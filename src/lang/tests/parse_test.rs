use super::*;

fn parse_str(s: &str) -> Statement {
    match Line::new(1, s).statement() {
        Ok(statement) => statement,
        Err(e) => panic!("{} : {:?}", e, e),
    }
}

fn parse_err(s: &str) -> String {
    match Line::new(7, s).statement() {
        Ok(statement) => panic!("expected error, got {:?}", statement),
        Err(e) => e.to_string(),
    }
}

#[test]
fn test_assignment() {
    assert_eq!(
        parse_str(r#"name = "hello world""#),
        Statement::Assign("name".into(), r#""hello world""#.into())
    );
    assert_eq!(
        parse_str("count = 10"),
        Statement::Assign("count".into(), "10".into())
    );
    assert_eq!(parse_str("x ="), Statement::Assign("x".into(), "".into()));
    assert_eq!(
        parse_str("x = a = b"),
        Statement::Assign("x".into(), "a = b".into())
    );
}

#[test]
fn test_assignment_checked_first() {
    assert_eq!(
        parse_str("PRINT = 3"),
        Statement::Assign("PRINT".into(), "3".into())
    );
}

#[test]
fn test_print() {
    assert_eq!(
        parse_str(r#"PRINT("Hello, World")"#),
        Statement::Print(Expression::Literal("Hello, World".into()))
    );
    assert_eq!(
        parse_str("PRINT(x)"),
        Statement::Print(Expression::Token("x".into()))
    );
    assert_eq!(
        parse_str("PRINT( x )"),
        Statement::Print(Expression::Token("x".into()))
    );
    assert_eq!(
        parse_str(r#"PRINT("")"#),
        Statement::Print(Expression::Token(r#""""#.into()))
    );
}

#[test]
fn test_print_errors() {
    assert_eq!(
        parse_err("PRINT x"),
        "SYNTAX ERROR IN 7: PRINT x; EXPECTED LEFT PARENTHESIS"
    );
    assert_eq!(
        parse_err("PRINT(x"),
        "SYNTAX ERROR IN 7: PRINT(x; EXPECTED RIGHT PARENTHESIS"
    );
    assert_eq!(
        parse_err("PRINT()"),
        "SYNTAX ERROR IN 7: PRINT(); EXPECTED EXPRESSION"
    );
}

#[test]
fn test_if_operators() {
    assert_eq!(
        parse_str("IF a >= 10 THEN"),
        Statement::If(Condition::Compare("a".into(), Operator::GreaterEqual, "10".into()))
    );
    assert_eq!(
        parse_str("IF a<=b THEN"),
        Statement::If(Condition::Compare("a".into(), Operator::LessEqual, "b".into()))
    );
    assert_eq!(
        parse_str(r#"IF name = "Bob" THEN"#),
        Statement::If(Condition::Compare("name".into(), Operator::Equal, r#""Bob""#.into()))
    );
    assert_eq!(
        parse_str("IF 2 > 1 THEN"),
        Statement::If(Condition::Compare("2".into(), Operator::Greater, "1".into()))
    );
    assert_eq!(
        parse_str("IF 1 < 2 THEN"),
        Statement::If(Condition::Compare("1".into(), Operator::Less, "2".into()))
    );
}

#[test]
fn test_if_operator_inside_quotes() {
    assert_eq!(
        parse_str(r#"IF s = "a<b" THEN"#),
        Statement::If(Condition::Compare("s".into(), Operator::Equal, r#""a<b""#.into()))
    );
}

#[test]
fn test_if_invalid_condition() {
    assert_eq!(
        parse_str("IF ready THEN"),
        Statement::If(Condition::Invalid("ready".into()))
    );
    assert_eq!(
        parse_str("IF a = b = c THEN"),
        Statement::If(Condition::Invalid("a = b = c".into()))
    );
    assert_eq!(
        parse_str("IF < b THEN"),
        Statement::If(Condition::Invalid("< b".into()))
    );
}

#[test]
fn test_if_without_then() {
    assert_eq!(
        parse_err("IF a > 1"),
        "SYNTAX ERROR IN 7: IF a > 1; EXPECTED THEN"
    );
    assert_eq!(
        parse_err(r#"IF a > 1 THEN PRINT("x")"#),
        r#"SYNTAX ERROR IN 7: IF a > 1 THEN PRINT("x"); EXPECTED THEN"#
    );
}

#[test]
fn test_case_and_when() {
    assert_eq!(parse_str("REVELATION_CASE day"), Statement::Case("day".into()));
    assert_eq!(
        parse_str(r#"WHEN "monday" THEN"#),
        Statement::Terminator(Terminator::When("monday".into()))
    );
    assert_eq!(
        parse_str(r#"WHEN "" THEN"#),
        Statement::Terminator(Terminator::When("".into()))
    );
    assert_eq!(
        parse_err("WHEN monday THEN"),
        r#"SYNTAX ERROR IN 7: WHEN monday THEN; EXPECTED WHEN "TEXT" THEN"#
    );
    assert_eq!(
        parse_err("REVELATION_CASE"),
        "SYNTAX ERROR IN 7: REVELATION_CASE; EXPECTED IDENTIFIER"
    );
}

#[test]
fn test_define_and_call() {
    assert_eq!(
        parse_str("DEFINE greet AS FUNCTION"),
        Statement::Define("greet".into())
    );
    assert_eq!(parse_str("CALL greet"), Statement::Call("greet".into()));
    assert_eq!(
        parse_err("DEFINE greet"),
        "SYNTAX ERROR IN 7: DEFINE greet; EXPECTED AS FUNCTION"
    );
    assert_eq!(
        parse_err("DEFINE two words AS FUNCTION"),
        "SYNTAX ERROR IN 7: DEFINE two words AS FUNCTION; EXPECTED IDENTIFIER"
    );
    assert_eq!(
        parse_err("CALL greet()"),
        "SYNTAX ERROR IN 7: CALL greet(); EXPECTED IDENTIFIER"
    );
}

#[test]
fn test_terminators() {
    assert_eq!(parse_str("ELSE"), Statement::Terminator(Terminator::Else));
    assert_eq!(parse_str("ENDIF"), Statement::Terminator(Terminator::EndIf));
    assert_eq!(parse_str("ENDCASE"), Statement::Terminator(Terminator::EndCase));
    assert_eq!(
        parse_str("ENDFUNCTION"),
        Statement::Terminator(Terminator::EndFunction)
    );
    assert_eq!(
        parse_err("ENDIF now"),
        "SYNTAX ERROR IN 7: ENDIF now; UNEXPECTED TEXT AFTER ENDIF"
    );
}

#[test]
fn test_unrecognized() {
    assert_eq!(parse_str("GOTO 10"), Statement::Unrecognized);
    assert_eq!(parse_str("IFFY"), Statement::Unrecognized);
    assert_eq!(parse_str("print(x)"), Statement::Unrecognized);
}

#[test]
fn test_block_roles() {
    assert_eq!(parse_str("IF a = 1 THEN").opens(), Some(Block::If));
    assert_eq!(parse_str("ENDCASE").closes(), Some(Block::Case));
    assert_eq!(parse_str("ELSE").closes(), None);
    assert_eq!(parse_str("CALL f").opens(), None);
}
========================
> _Description of the task_:
Beginning at the top of the records above, transcribe each line exactly up to and including the line that holds "fn parse_err(s: &str)".

> _Result below_:
filename src/lang/tests/parse_test.rs
use super::*;

fn parse_str(s: &str) -> Statement {
    match Line::new(1, s).statement() {
        Ok(statement) => statement,
        Err(e) => panic!("{} : {:?}", e, e),
    }
}

fn parse_err(s: &str) -> String {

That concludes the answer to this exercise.